= WHAT NEEDS TO BE DONE =
From the data below, copy out every line in which the word "Debug" occurs.

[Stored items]
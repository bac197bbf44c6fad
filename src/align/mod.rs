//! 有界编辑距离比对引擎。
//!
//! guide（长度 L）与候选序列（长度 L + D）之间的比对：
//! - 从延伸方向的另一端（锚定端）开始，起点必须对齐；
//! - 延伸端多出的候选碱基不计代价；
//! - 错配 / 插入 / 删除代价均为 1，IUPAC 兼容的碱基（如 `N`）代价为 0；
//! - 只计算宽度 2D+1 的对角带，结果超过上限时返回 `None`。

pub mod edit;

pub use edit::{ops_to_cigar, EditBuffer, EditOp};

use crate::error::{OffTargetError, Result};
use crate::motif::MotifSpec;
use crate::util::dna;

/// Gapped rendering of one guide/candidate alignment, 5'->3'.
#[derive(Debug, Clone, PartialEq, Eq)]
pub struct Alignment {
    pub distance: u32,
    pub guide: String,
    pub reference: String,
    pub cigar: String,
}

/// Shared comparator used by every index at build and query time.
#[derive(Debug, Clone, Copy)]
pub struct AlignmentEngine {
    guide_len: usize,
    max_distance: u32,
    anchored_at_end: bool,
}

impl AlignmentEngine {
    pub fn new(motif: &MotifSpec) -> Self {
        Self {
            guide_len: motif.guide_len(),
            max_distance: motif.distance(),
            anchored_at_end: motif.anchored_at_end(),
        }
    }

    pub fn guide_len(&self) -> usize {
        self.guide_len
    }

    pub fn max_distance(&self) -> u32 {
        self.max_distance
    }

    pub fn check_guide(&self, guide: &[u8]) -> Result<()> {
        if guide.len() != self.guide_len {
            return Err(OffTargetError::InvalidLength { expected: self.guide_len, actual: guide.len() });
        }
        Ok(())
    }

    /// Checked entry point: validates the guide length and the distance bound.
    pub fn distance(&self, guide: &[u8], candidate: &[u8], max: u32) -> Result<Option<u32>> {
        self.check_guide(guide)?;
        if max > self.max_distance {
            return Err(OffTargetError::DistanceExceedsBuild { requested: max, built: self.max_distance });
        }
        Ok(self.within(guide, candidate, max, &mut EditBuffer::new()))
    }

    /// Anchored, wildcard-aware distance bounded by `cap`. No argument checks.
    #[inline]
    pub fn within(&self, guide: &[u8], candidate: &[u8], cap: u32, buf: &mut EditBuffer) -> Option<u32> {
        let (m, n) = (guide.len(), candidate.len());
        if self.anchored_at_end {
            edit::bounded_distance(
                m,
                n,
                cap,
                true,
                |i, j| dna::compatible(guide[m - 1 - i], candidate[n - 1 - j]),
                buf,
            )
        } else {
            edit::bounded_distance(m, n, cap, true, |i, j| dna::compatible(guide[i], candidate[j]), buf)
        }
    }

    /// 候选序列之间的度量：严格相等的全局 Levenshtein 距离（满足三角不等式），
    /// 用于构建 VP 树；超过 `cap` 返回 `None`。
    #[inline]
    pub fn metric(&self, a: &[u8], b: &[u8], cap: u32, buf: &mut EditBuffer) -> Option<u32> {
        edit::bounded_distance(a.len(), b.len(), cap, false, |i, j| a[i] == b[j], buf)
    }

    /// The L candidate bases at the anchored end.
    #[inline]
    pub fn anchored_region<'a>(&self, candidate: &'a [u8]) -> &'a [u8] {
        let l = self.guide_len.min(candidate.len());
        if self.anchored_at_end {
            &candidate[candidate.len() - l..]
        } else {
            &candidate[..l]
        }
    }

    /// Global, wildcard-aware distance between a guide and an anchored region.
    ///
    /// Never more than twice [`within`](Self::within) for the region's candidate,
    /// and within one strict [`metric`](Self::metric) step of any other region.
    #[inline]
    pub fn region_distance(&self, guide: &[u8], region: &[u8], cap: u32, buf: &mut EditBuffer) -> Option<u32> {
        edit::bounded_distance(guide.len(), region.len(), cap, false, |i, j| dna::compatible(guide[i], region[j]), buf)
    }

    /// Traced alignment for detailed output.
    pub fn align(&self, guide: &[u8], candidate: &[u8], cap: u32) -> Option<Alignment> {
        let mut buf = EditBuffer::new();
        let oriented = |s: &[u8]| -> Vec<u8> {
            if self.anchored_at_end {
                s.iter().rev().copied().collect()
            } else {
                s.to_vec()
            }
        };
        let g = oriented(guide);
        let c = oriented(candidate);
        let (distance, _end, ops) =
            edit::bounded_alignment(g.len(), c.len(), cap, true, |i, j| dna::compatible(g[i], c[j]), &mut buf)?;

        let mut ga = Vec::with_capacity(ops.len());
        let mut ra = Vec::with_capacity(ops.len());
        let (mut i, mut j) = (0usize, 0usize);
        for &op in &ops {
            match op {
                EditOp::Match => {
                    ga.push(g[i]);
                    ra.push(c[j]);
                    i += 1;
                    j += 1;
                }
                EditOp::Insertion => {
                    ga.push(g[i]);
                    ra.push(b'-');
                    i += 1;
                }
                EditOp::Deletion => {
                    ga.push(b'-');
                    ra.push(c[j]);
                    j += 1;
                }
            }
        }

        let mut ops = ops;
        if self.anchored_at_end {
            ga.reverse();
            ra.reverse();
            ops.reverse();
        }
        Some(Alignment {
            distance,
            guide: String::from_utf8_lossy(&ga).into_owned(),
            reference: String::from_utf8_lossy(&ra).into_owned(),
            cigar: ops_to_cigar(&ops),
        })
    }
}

= SOLUTION =
#[derive(Debug, Clone, PartialEq, Eq)]
#[derive(Debug, Clone, Copy)]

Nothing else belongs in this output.